The internalization of nanoparticles into cells is critical for effective nanoparticle mediated drug delivery. To investigate the kinetics and mechanism of internalization of nanoparticles into cells we have developed a DNA molecular sensor, termed the Specific Hybridization Internalization Probe - SHIP.
Self-assembling polymeric ‘pHlexi’ nanoparticles were functionalized with a Fluorescent Internalization Probe (FIP) and the interactions with two different cell lines (3T3 and CEM cells) were studied. The kinetics of internalization were quantified and chemical inhibitors that inhibited energy dependent endocytosis (sodium azide), dynamin dependent endocytosis (Dyngo-4a) and macropinocytosis (5-(N-ethyl-N-isopropyl) amiloride (EIPA)) were used to study the mechanism of internalization.
Nanoparticle internalization kinetics were significantly faster in 3T3 cells than CEM cells. We have shown that ~90% of the nanoparticles associated with 3T3 cells were internalized, compared to only 20% of the nanoparticles associated with CEM cells.
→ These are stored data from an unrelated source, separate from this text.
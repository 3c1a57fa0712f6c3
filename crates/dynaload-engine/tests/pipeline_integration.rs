//! Integration tests for job parsing, validation, and full load runs.
//!
//! Runs use real fixture files and an in-memory table store.

use std::path::PathBuf;

use dynaload_engine::config::parser;
use dynaload_engine::config::types::{DataErrorPolicy, DuplicatePolicy};
use dynaload_engine::config::validator;
use dynaload_engine::{resolve_key_schema, run_job, ExecutionOptions, LoadError, MemoryStore};
use dynaload_types::{KeySchema, LoadMode, PrimaryKey, StoreError, TypedValue, WriteOp};

fn fixture(relative: &str) -> PathBuf {
    std::path::Path::new(env!("CARGO_MANIFEST_DIR"))
        .parent()
        .unwrap()
        .parent()
        .unwrap()
        .join("tests/fixtures")
        .join(relative)
}

fn key(id: &str) -> PrimaryKey {
    PrimaryKey::new(vec![("id".into(), id.into())])
}

/// Test parsing and validating the insert job fixture.
#[test]
fn test_parse_and_validate_fixture_job() {
    std::env::set_var("DL_TEST_TABLE", "users");

    let config = parser::parse_job(&fixture("jobs/users_insert.yaml"))
        .expect("Failed to parse fixture job");

    assert_eq!(config.job, "users_insert");
    assert_eq!(config.destination.table, "users");
    assert_eq!(config.destination.mode, LoadMode::Insert);
    assert_eq!(config.destination.batch_size, 2);
    assert_eq!(config.destination.config["region"], "us-east-1");
    assert_eq!(config.policies.on_duplicate, DuplicatePolicy::Skip);
    assert_eq!(config.policies.on_conversion_error, DataErrorPolicy::Skip);
    assert!(config.source.path.ends_with("jobs/../data/users.csv"));

    validator::validate_job(&config).expect("Validation should pass");

    std::env::remove_var("DL_TEST_TABLE");
}

/// Test that an unknown load mode fails at parse time.
#[test]
fn test_parse_invalid_fixture() {
    let result = parser::parse_job(&fixture("jobs/invalid_job.yaml"));
    let err = format!("{:#}", result.expect_err("invalid job should fail to parse"));
    assert!(
        err.contains("unknown variant") && err.contains("Failed to parse job YAML"),
        "Expected serde enum parse error, got: {err}"
    );
}

/// Tolerant insert run: one conversion failure and one duplicate are skipped.
#[tokio::test]
async fn test_insert_job_skips_bad_and_duplicate_rows() {
    let mut config = parser::parse_job_str(
        r#"
version: "1.0"
job: inline_insert
source:
  path: placeholder.csv
  attribute_types:
    age: number
    active: boolean
    profile: json
destination:
  table: users
  batch_size: 2
  primary_key: [id]
policies:
  on_duplicate: skip
  on_conversion_error: skip
"#,
    )
    .unwrap();
    config.source.path = fixture("data/users.csv");
    validator::validate_job(&config).unwrap();

    let mut store = MemoryStore::new(KeySchema::from_names(&["id"]));
    let schema = resolve_key_schema(&config, &store).await.unwrap();
    let mut lines: Vec<String> = Vec::new();
    let summary = run_job(
        &config,
        schema,
        &mut store,
        &ExecutionOptions::default(),
        &mut lines,
    )
    .await
    .unwrap();

    assert_eq!(summary.counts.rows_read, 5);
    assert_eq!(summary.counts.rows_processed, 3);
    assert_eq!(summary.counts.conversion_skipped, 1);
    assert_eq!(summary.counts.duplicates_skipped, 1);
    assert_eq!(summary.batches_written, 2);
    assert_eq!(lines.len(), 3);
    assert!(lines[0].starts_with(
        "Error converting attribute age to type number. Error converting attribute: n/a to type number."
    ));
    assert!(lines[0].ends_with(r#"Skipping item: {"id":"2"}"#));
    assert_eq!(lines[1], r#"Skipping duplicate item: {"id":"1"}"#);
    assert_eq!(
        lines[2],
        "Finished: 3 rows processed and inserted into DynamoDB table users"
    );

    let alice = store.get(&key("1")).unwrap();
    assert_eq!(alice.get("name"), Some(&TypedValue::Text("alice".into())));
    let TypedValue::Json(profile) = alice.get("profile").unwrap() else {
        panic!("profile should be json");
    };
    assert_eq!(profile["tier"], "gold");
    assert_eq!(profile["score"].to_string(), "1.50");

    let dave = store.get(&key("4")).unwrap();
    assert_eq!(
        dave.get("age").and_then(TypedValue::number_text).as_deref(),
        Some("41.0")
    );
    assert_eq!(dave.get("active"), Some(&TypedValue::Boolean(false)));
    assert_eq!(dave.get("profile"), Some(&TypedValue::Json(serde_json::Value::Null)));
}

/// Delete fixture: five rows with one repeated key become four deletes.
#[tokio::test]
async fn test_delete_job_emits_distinct_keys() {
    let config = parser::parse_job(&fixture("jobs/users_delete.yaml")).unwrap();
    validator::validate_job(&config).unwrap();

    let mut store = MemoryStore::new(KeySchema::from_names(&["id"]));
    let schema = resolve_key_schema(&config, &store).await.unwrap();
    let mut lines: Vec<String> = Vec::new();
    let summary = run_job(
        &config,
        schema,
        &mut store,
        &ExecutionOptions::default(),
        &mut lines,
    )
    .await
    .unwrap();

    assert_eq!(summary.counts.rows_processed, 4);
    assert_eq!(summary.counts.duplicates_skipped, 1);
    let deleted: Vec<String> = store
        .batches()
        .iter()
        .flatten()
        .map(|op| match op {
            WriteOp::Delete(key) => key.to_string(),
            WriteOp::Put(_) => panic!("delete run emitted a put"),
        })
        .collect();
    assert_eq!(
        deleted,
        vec![
            r#"{"id":"1"}"#,
            r#"{"id":"2"}"#,
            r#"{"id":"3"}"#,
            r#"{"id":"4"}"#
        ]
    );
    assert_eq!(
        lines.last().unwrap(),
        "Finished: 4 rows processed and deleted into DynamoDB table users"
    );
}

/// Strict run aborts on the first unconvertible row.
#[tokio::test]
async fn test_strict_conversion_aborts_run() {
    let mut config = parser::parse_job_str(
        r#"
version: "1.0"
job: strict
source:
  path: placeholder.csv
  attribute_types:
    age: number
destination:
  table: users
  batch_size: 1
  primary_key: [id]
"#,
    )
    .unwrap();
    config.source.path = fixture("data/users.csv");

    let mut store = MemoryStore::new(KeySchema::from_names(&["id"]));
    let schema = resolve_key_schema(&config, &store).await.unwrap();
    let err = run_job(
        &config,
        schema,
        &mut store,
        &ExecutionOptions::default(),
        &mut Vec::<String>::new(),
    )
    .await
    .unwrap_err();

    assert!(
        matches!(err, LoadError::Conversion { line: 3, ref attribute, .. } if attribute == "age"),
        "got: {err}"
    );
    // Row 1 went out in its own batch before the failure.
    assert_eq!(store.item_count(), 1);
}

/// A throttled batch fails the run instead of being dropped.
#[tokio::test]
async fn test_backend_failure_escalates() {
    let config = parser::parse_job(&fixture("jobs/users_delete.yaml")).unwrap();
    let mut store = MemoryStore::new(KeySchema::from_names(&["id"])).failing_at(
        0,
        StoreError::Throttled {
            message: "ProvisionedThroughputExceededException: rate exceeded".into(),
        },
    );
    let schema = resolve_key_schema(&config, &store).await.unwrap();
    let err = run_job(
        &config,
        schema,
        &mut store,
        &ExecutionOptions::default(),
        &mut Vec::<String>::new(),
    )
    .await
    .unwrap_err();

    assert!(err.is_throttling());
    assert!(err.to_string().contains("batch write to table 'users' failed"));
    assert!(store.batches().is_empty());
}

/// A missing input file is an i/o error, not a panic.
#[tokio::test]
async fn test_missing_input_file() {
    let mut config = parser::parse_job(&fixture("jobs/users_delete.yaml")).unwrap();
    config.source.path = fixture("data/does_not_exist.csv");
    let mut store = MemoryStore::new(KeySchema::from_names(&["id"]));
    let err = run_job(
        &config,
        KeySchema::from_names(&["id"]),
        &mut store,
        &ExecutionOptions::default(),
        &mut Vec::<String>::new(),
    )
    .await
    .unwrap_err();
    assert!(matches!(err, LoadError::Io(_)));
}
Nanoparticle uptake was via a dynamin-dependent pathway, and the nanoparticles were trafficked to lysosomal compartments once internalized.
SHIP is able to distinguish between nanoparticles that are associated on the outer cell membrane from nanoparticles that are internalized. This study demonstrates the assay can be used to probe the kinetics of nanoparticle internalization and the mechanisms by which the nanoparticles are taken up by cells. This information is fundamental for engineering more effective nanoparticle delivery systems. The SHIP assay is a simple and a high-throughput technique that could have wide application in therapeutic delivery research.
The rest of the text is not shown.